Des O’Malley, one of Ireland’s most influential lawyers-turned-politicians, has passed away at the age of 82.

He held significant cabinet positions throughout the 1970s and 1980s, firstly as a member of Fianna Fáil and later as a member of the Progressive Democrats, which he founded and led.

A native of Limerick, he studied law at University College Dublin (UCD), graduating in 1962 and becoming a solicitor. He was elected to the Dáil in 1968 in a by-election following the death of the incumbent, his uncle Donogh O’Malley.

In 1970, Mr O’Malley was appointed as minister for justice in the aftermath of the controversial Arms Trial, taking a hard line against the Provisional IRA and overseeing the establishment of the juryless Special Criminal Court. He held the role until 1973.

He briefly served as a cabinet minister again after the 1982 general election, but his relationship with Fianna Fáil soured and he was eventually expelled in 1985.

Mr O’Malley subsequently launched his own party, the Progressive Democrats, at the encouragement of Michael McDowell, then a young barrister, and led it until 1993.

Paying tribute today, Justice Minister Heather Humphreys said: “I would like to offer my condolences to the family, friends and former colleagues of Des O’Malley.

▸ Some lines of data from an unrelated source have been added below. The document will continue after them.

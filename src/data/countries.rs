//! Static table of accepted phone country codes
//!
//! The form asks for a country as its international dialling code. Only the
//! codes listed here are accepted; the names are used for display.

/// Accepted phone country codes and the countries they stand for
pub static COUNTRY_CODES: [(&str, &str); 5] = [
    ("1", "United States/Canada"),
    ("91", "India"),
    ("44", "United Kingdom"),
    ("86", "China"),
    ("7", "Russia"),
];

/// Look up the country name for a phone code
///
/// The match is exact: no trimming, no leading `+`.
pub fn country_name(code: &str) -> Option<&'static str> {
    COUNTRY_CODES
        .iter()
        .find(|(c, _)| *c == code)
        .map(|(_, name)| *name)
}

/// Returns true if `code` is a key of [`COUNTRY_CODES`]
pub fn is_known_code(code: &str) -> bool {
    country_name(code).is_some()
}

/// Comma-separated list of accepted codes, for hints and error messages
pub fn accepted_codes() -> String {
    COUNTRY_CODES
        .iter()
        .map(|(code, _)| *code)
        .collect::<Vec<_>>()
        .join(", ")
}
//! Input validation for forecast requests
//!
//! Checks that all fields are filled in, that the date lies between today and
//! one year from today, and that the country code is one we accept.

use chrono::{Months, NaiveDate};
use thiserror::Error;

use super::countries::{accepted_codes, is_known_code};
use super::ForecastQuery;

/// Date format accepted by the form and the command line
pub const DATE_FORMAT: &str = "%Y-%m-%d";

/// How far ahead a forecast may be requested
const MAX_MONTHS_AHEAD: u32 = 12;

/// Errors for the requested date
#[derive(Debug, Clone, PartialEq, Eq, Error)]
pub enum DateError {
    /// Text is not a `YYYY-MM-DD` calendar date
    #[error("Invalid date format: '{0}'. Please use YYYY-MM-DD.")]
    InvalidFormat(String),

    /// Date is before today
    #[error("The date cannot be in the past ({date} is before {today}).")]
    PastDate { date: NaiveDate, today: NaiveDate },

    /// Date is more than a year ahead
    #[error("The date is too far in the future. Maximum allowed: {max}.")]
    TooFarFuture { date: NaiveDate, max: NaiveDate },
}

/// Errors for the form input as a whole
#[derive(Debug, Clone, PartialEq, Eq, Error)]
pub enum ValidationError {
    /// One or more fields were left blank
    #[error("Provide all inputs: city, country, date. Missing: {}.", .0.join(", "))]
    InputMissing(Vec<&'static str>),

    /// The date failed validation
    #[error(transparent)]
    Date(#[from] DateError),

    /// The country code is not in the table
    #[error("Invalid country code: {code}. Accepted codes: {accepted}.", code = .0, accepted = accepted_codes())]
    UnknownCode(String),
}

/// Latest date a forecast may be requested for, given today
///
/// Adding twelve calendar months clamps Feb 29 to Feb 28 in non-leap years.
pub fn max_forecast_date(today: NaiveDate) -> NaiveDate {
    today
        .checked_add_months(Months::new(MAX_MONTHS_AHEAD))
        .unwrap_or(NaiveDate::MAX)
}

/// Parses and range-checks a `YYYY-MM-DD` date against `today`
///
/// # Returns
/// * `Ok(NaiveDate)` if the date is between today and one year ahead, inclusive
/// * `Err(DateError)` otherwise
pub fn validate_date(text: &str, today: NaiveDate) -> Result<NaiveDate, DateError> {
    let text = text.trim();
    let date = NaiveDate::parse_from_str(text, DATE_FORMAT)
        .map_err(|_| DateError::InvalidFormat(text.to_string()))?;

    if date < today {
        return Err(DateError::PastDate { date, today });
    }

    let max = max_forecast_date(today);
    if date > max {
        return Err(DateError::TooFarFuture { date, max });
    }

    Ok(date)
}

/// Checks that `code` is one of the accepted phone country codes
pub fn validate_country_code(code: &str) -> Result<(), ValidationError> {
    if is_known_code(code) {
        Ok(())
    } else {
        Err(ValidationError::UnknownCode(code.to_string()))
    }
}

/// Validates raw form input into a [`ForecastQuery`]
///
/// Fields are trimmed first. Checks run in order: blanks, date, country code.
/// The first failure is returned.
pub fn validate_query(
    city: &str,
    country: &str,
    date: &str,
    today: NaiveDate,
) -> Result<ForecastQuery, ValidationError> {
    let (city, country, date) = (city.trim(), country.trim(), date.trim());

    let missing: Vec<&'static str> = [("city", city), ("country", country), ("date", date)]
        .into_iter()
        .filter(|(_, value)| value.is_empty())
        .map(|(name, _)| name)
        .collect();
    if !missing.is_empty() {
        return Err(ValidationError::InputMissing(missing));
    }

    let date = validate_date(date, today)?;
    validate_country_code(country)?;

    Ok(ForecastQuery {
        city: city.to_string(),
        country_code: country.to_string(),
        date,
    })
}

“Aged just 31, Des O’Malley was appointed minister for justice at one of the most difficult and threatening times in the State’s history.

“Des, his late wife Pat and their family endured great risk including threats from those who sought to undermine the authority of this State but Des never wavered in his duty and commitment to preserving our State and the safety and security of all its people.

“The steadfast service Des O’Malley gave to our State will never be forgotten by all those who cherish law and order.

“He was a republican in the truest sense of the word, one who broke the mould of Irish politics and helped modernise our society and our economy.”

Hildegarde Naughton, minister of state for civil and criminal justice, added: “As minister for justice, Des O’Malley protected the State during one of its most difficult and dangerous periods. He showed great courage in facing down those who threatened not just the State, but also the safety of him personally and that of his family.

“Des O’Malley also ensured that the State was equipped to take on the subversives and paramilitaries through the Special Criminal Court. He showed great courage throughout his long career of public service in his desire to change our society, our economy and our politics.”